TASK GOAL » Beginning with the line that contains "actual: 2, ..", transcribe every line down to the end of the entries, exactly, and no other lines.

=== Begin Enclosure ===

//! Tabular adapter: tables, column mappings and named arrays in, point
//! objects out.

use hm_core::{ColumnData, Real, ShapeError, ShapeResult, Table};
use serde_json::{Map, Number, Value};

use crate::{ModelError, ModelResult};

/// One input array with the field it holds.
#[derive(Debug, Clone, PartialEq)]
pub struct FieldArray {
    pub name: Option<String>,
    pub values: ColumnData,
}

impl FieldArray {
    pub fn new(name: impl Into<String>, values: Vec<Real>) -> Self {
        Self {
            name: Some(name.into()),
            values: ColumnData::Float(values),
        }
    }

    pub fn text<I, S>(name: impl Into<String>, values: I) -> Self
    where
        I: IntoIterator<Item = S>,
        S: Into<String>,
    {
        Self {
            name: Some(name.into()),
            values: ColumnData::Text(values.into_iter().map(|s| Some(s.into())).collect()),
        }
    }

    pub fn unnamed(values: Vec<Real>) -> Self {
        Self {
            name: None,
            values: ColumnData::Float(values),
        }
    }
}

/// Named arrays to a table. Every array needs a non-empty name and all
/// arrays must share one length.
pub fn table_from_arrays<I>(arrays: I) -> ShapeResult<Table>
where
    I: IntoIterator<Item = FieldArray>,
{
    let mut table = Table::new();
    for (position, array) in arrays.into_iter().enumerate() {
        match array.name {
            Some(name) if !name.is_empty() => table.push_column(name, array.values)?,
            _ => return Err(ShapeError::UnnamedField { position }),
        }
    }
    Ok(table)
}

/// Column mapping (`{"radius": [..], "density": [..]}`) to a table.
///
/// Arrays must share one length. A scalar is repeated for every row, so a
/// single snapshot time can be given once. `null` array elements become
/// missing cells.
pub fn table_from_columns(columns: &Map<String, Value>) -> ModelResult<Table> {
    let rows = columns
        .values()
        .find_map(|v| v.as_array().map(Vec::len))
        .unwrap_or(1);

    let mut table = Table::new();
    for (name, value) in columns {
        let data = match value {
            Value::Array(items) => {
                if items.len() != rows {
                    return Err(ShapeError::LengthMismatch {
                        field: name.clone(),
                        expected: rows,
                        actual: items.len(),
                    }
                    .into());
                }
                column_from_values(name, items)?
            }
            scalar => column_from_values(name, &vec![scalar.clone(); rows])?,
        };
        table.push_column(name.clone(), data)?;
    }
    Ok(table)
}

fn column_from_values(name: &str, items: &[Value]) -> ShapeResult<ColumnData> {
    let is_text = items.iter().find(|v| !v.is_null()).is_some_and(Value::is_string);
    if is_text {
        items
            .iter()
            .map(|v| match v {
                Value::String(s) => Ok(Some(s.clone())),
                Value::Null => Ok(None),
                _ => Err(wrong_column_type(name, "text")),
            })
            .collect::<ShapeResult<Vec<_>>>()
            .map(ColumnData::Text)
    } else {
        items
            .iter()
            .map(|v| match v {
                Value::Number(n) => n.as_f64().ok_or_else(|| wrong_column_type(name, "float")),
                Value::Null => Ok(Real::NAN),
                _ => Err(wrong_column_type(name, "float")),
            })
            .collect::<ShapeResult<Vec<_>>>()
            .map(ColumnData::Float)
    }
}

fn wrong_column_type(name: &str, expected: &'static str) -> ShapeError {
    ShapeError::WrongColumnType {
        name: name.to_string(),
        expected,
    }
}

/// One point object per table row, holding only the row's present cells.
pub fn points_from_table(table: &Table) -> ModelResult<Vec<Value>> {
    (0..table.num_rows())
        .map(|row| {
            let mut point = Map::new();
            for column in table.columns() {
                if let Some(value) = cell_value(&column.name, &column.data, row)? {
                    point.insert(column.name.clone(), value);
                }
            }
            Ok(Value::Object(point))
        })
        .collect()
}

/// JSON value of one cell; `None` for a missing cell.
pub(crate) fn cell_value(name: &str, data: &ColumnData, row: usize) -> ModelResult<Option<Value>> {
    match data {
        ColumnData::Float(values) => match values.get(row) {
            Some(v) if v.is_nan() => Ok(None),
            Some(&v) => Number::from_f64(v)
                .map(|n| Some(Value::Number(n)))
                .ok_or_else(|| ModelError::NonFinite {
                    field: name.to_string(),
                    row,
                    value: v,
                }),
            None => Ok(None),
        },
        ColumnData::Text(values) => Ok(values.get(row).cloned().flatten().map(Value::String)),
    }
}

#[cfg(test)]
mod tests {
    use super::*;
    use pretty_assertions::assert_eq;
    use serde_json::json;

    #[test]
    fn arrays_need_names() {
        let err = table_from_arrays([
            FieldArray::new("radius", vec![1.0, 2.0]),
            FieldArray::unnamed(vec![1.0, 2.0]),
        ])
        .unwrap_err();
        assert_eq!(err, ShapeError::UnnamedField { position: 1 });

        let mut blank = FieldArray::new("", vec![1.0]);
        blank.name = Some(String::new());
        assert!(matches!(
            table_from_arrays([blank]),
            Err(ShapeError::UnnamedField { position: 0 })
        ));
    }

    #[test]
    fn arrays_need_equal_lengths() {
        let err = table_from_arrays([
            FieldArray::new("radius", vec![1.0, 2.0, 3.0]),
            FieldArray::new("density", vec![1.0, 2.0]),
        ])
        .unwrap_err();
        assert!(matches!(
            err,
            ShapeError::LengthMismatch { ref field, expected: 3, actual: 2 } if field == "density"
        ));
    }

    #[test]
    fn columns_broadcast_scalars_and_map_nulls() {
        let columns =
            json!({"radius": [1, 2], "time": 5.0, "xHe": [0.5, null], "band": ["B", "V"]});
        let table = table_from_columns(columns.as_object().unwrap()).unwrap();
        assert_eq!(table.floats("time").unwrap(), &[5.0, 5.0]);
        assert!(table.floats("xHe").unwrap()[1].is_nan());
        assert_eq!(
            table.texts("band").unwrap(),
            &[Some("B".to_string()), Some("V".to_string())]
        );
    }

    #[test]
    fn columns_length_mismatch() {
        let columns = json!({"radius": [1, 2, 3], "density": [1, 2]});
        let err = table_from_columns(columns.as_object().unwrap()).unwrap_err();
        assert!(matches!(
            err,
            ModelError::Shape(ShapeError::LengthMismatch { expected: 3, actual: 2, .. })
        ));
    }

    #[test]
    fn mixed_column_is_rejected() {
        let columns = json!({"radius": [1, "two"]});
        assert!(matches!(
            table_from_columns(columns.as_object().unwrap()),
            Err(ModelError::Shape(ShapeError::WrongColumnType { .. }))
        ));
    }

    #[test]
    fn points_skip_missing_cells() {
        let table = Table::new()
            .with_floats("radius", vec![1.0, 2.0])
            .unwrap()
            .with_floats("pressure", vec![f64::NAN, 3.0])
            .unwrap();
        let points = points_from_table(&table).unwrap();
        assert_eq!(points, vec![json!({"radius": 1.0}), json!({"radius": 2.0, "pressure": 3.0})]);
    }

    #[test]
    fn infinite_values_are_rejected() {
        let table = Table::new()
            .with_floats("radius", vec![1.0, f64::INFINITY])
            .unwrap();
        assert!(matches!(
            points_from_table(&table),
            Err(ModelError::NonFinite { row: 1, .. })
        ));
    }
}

=== End Enclosure ===

ANSWER TO THIS EXERCISE »
            ModelError::Shape(ShapeError::LengthMismatch { expected: 3, actual: 2, .. })
        ));
    }

    #[test]
    fn mixed_column_is_rejected() {
        let columns = json!({"radius": [1, "two"]});
        assert!(matches!(
            table_from_columns(columns.as_object().unwrap()),
            Err(ModelError::Shape(ShapeError::WrongColumnType { .. }))
        ));
    }

    #[test]
    fn points_skip_missing_cells() {
        let table = Table::new()
            .with_floats("radius", vec![1.0, 2.0])
            .unwrap()
            .with_floats("pressure", vec![f64::NAN, 3.0])
            .unwrap();
        let points = points_from_table(&table).unwrap();
        assert_eq!(points, vec![json!({"radius": 1.0}), json!({"radius": 2.0, "pressure": 3.0})]);
    }

    #[test]
    fn infinite_values_are_rejected() {
        let table = Table::new()
            .with_floats("radius", vec![1.0, f64::INFINITY])
            .unwrap();
        assert!(matches!(
            points_from_table(&table),
            Err(ModelError::NonFinite { row: 1, .. })
        ));
    }
}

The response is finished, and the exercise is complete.